Despite statistical limitations for exploring the genetic architecture, our results have important biological implications regarding potential genomic regions containing genes that contribute to the variation of reproduction traits. Indeed, for seed production, significant QTLs on LG₃F and LG₁₁M were repeatedly detected over years, explaining from 8.21 to 18.40 and 10.70 to 17.54 percent of the phenotypic variance, respectively. The inferred position on the linkage groups were almost identical between years. Although we found a significant QTL on LG₁₁M for M_a with the multi-annual model, the other QTLs identified were not co-localized with the QTLs identified for the seed production related traits, even with the QTLs detected for M_tot. These genomic regions will be targets for association studies in natural populations to reduce their range within the genome and narrow down the search of candidate genes within the genome of Quercus robur that was recently sequenced (Plomion et al., 2016, 2018). As very few studies have attempted to dissect the genetic architecture of tree reproduction, it is difficult to compare our results with earlier reported studies. While Ujino-Ihara et al. (2012) undertook detection of QTLs associated with the production of male strobili in Cryptomeria japonica, to our knowledge, seed production and seed size have never been investigated in forest tree species. In fruit trees, numerous studies investigated the genetic determinism of biennial fruit bearing i.e. the irregular fruit production of a tree over consecutive years. Guitton et al. (2011) found that the QTLs associated with biennial bearing co-localized with genomic regions containing genes involved in floral development (floral integration gene, meristem identity gene and gibberellin oxidase gene). These results illustrate how our results could further lead to the identification of candidate genes by refining genomic regions containing the 3 major QTLs that we detected.

Finally, it is worthwhile checking whether the QTLs of reproduction related traits may colocalize with QTLs of other important traits particularly growth and phenology that were investigated earlier on the same QTL mapping pedigree (Scotti-Saintagne, 2004; Derory et al. 2010). While, the likely positive correlation between tree size and non-normalized seed production (N_tot) may lead to detect similar QTLs for N_tot and growth traits, the cross comparison of our results with QTLs of growth resulted in only one notable co-localization. LG₅M for the total tree height in 2001 and for N_tot and N_tot/D in 2014. Due to the low sample size in 2014 and the absence of repetition for the QTL on LG₅M, the co-localization of QTLs of seed production and growth on this region is weak. Apart from this region, no co-localization was observed between growth and reproduction.

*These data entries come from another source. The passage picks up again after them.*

// Query interface between the search core and a game engine
//
// The search never inspects engine internals. Everything it needs about the
// world goes through `GameState`, so any engine implementing this trait can be
// driven by the agent. `classic::ClassicGame` is the bundled implementation.

use std::fmt;
use thiserror::Error;

use crate::layout::Walls;
use crate::types::{Direction, Position};

/// Agent index of pacman; ghosts occupy indices 1..num_agents
pub const PACMAN: usize = 0;

/// Errors raised by a game engine when asked for an impossible transition
#[derive(Debug, Clone, PartialEq, Eq, Error)]
pub enum GameError {
    #[error("agent {agent} cannot move {action} from {position}")]
    IllegalAction {
        agent: usize,
        action: Direction,
        position: Position,
    },
    #[error("agent index {0} is out of range")]
    UnknownAgent(usize),
    #[error("the game is already over")]
    GameOver,
}

/// Observable state of one ghost
#[derive(Debug, Clone, Copy, PartialEq, Eq)]
pub struct GhostState {
    pub position: Position,
    pub direction: Option<Direction>,
    /// Moves left before the ghost stops being edible; zero when dangerous
    pub scared_timer: u32,
}

impl GhostState {
    pub fn is_edible(&self) -> bool {
        self.scared_timer > 0
    }
}

/// A snapshot of the game that can be queried and advanced immutably
pub trait GameState: Clone + fmt::Debug {
    /// Static wall map of the maze
    fn walls(&self) -> &Walls;

    fn pacman_position(&self) -> Position;

    /// Direction of pacman's most recent move, if any
    fn pacman_direction(&self) -> Option<Direction>;

    /// Pacman plus ghosts
    fn num_agents(&self) -> usize;

    /// Moves agent `agent` may take right now. Empty once the game is over.
    fn legal_actions(&self, agent: usize) -> Vec<Direction>;

    /// The state after `agent` takes `action`
    fn generate_successor(&self, agent: usize, action: Direction) -> Result<Self, GameError>;

    fn is_win(&self) -> bool;

    fn is_lose(&self) -> bool;

    fn food_count(&self) -> usize;

    fn food_positions(&self) -> Vec<Position>;

    fn has_food(&self, position: Position) -> bool;

    /// Remaining power capsules
    fn capsules(&self) -> Vec<Position>;

    fn ghost_states(&self) -> Vec<GhostState>;

    /// Number of ghosts pacman has eaten since the game started
    fn ghosts_eaten(&self) -> u32;

    fn score(&self) -> i32;

    fn is_terminal(&self) -> bool {
        self.is_win() || self.is_lose()
    }
}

Potential co-localization may witness negative pleiotropic effects that may support the negative mechanistic trade-off between growth and reproduction that has often been reported in the literature (Camarero et al., 2010; Drobyshev et al., 2010; Han et al., 2008; Ishihara and Kikuzawa, 2009; Koenig and Knops, 1998; Monks and Kelly, 2006; Silvertown and Dodd, 1999). The lack of co-localization of QTLs in our study may thus be in line with the more recent hypothesis by Knops et al. (2007) that the negative correlation observed might not be causal, or that the trade-off may only be driven by environmental effects. Furthermore, the positive or non-genetic correlation observed between growth and reproductive traits (Figure S2), confirmed the likely absence of a trade-off between both. Furthermore, the positive or non-genetic correlation observed between growth and reproductive traits (Figure S2), confirmed the likely absence of a trade-off between both. The cross comparison of our results with QTLs of phenology (bud burst) resulted in only one notable co-localization on one linkage group (LG₁₁M), which would support genetic correlation with leaf phenology, seed production and seed size if the gene effects at the co-localized QTLs are strong.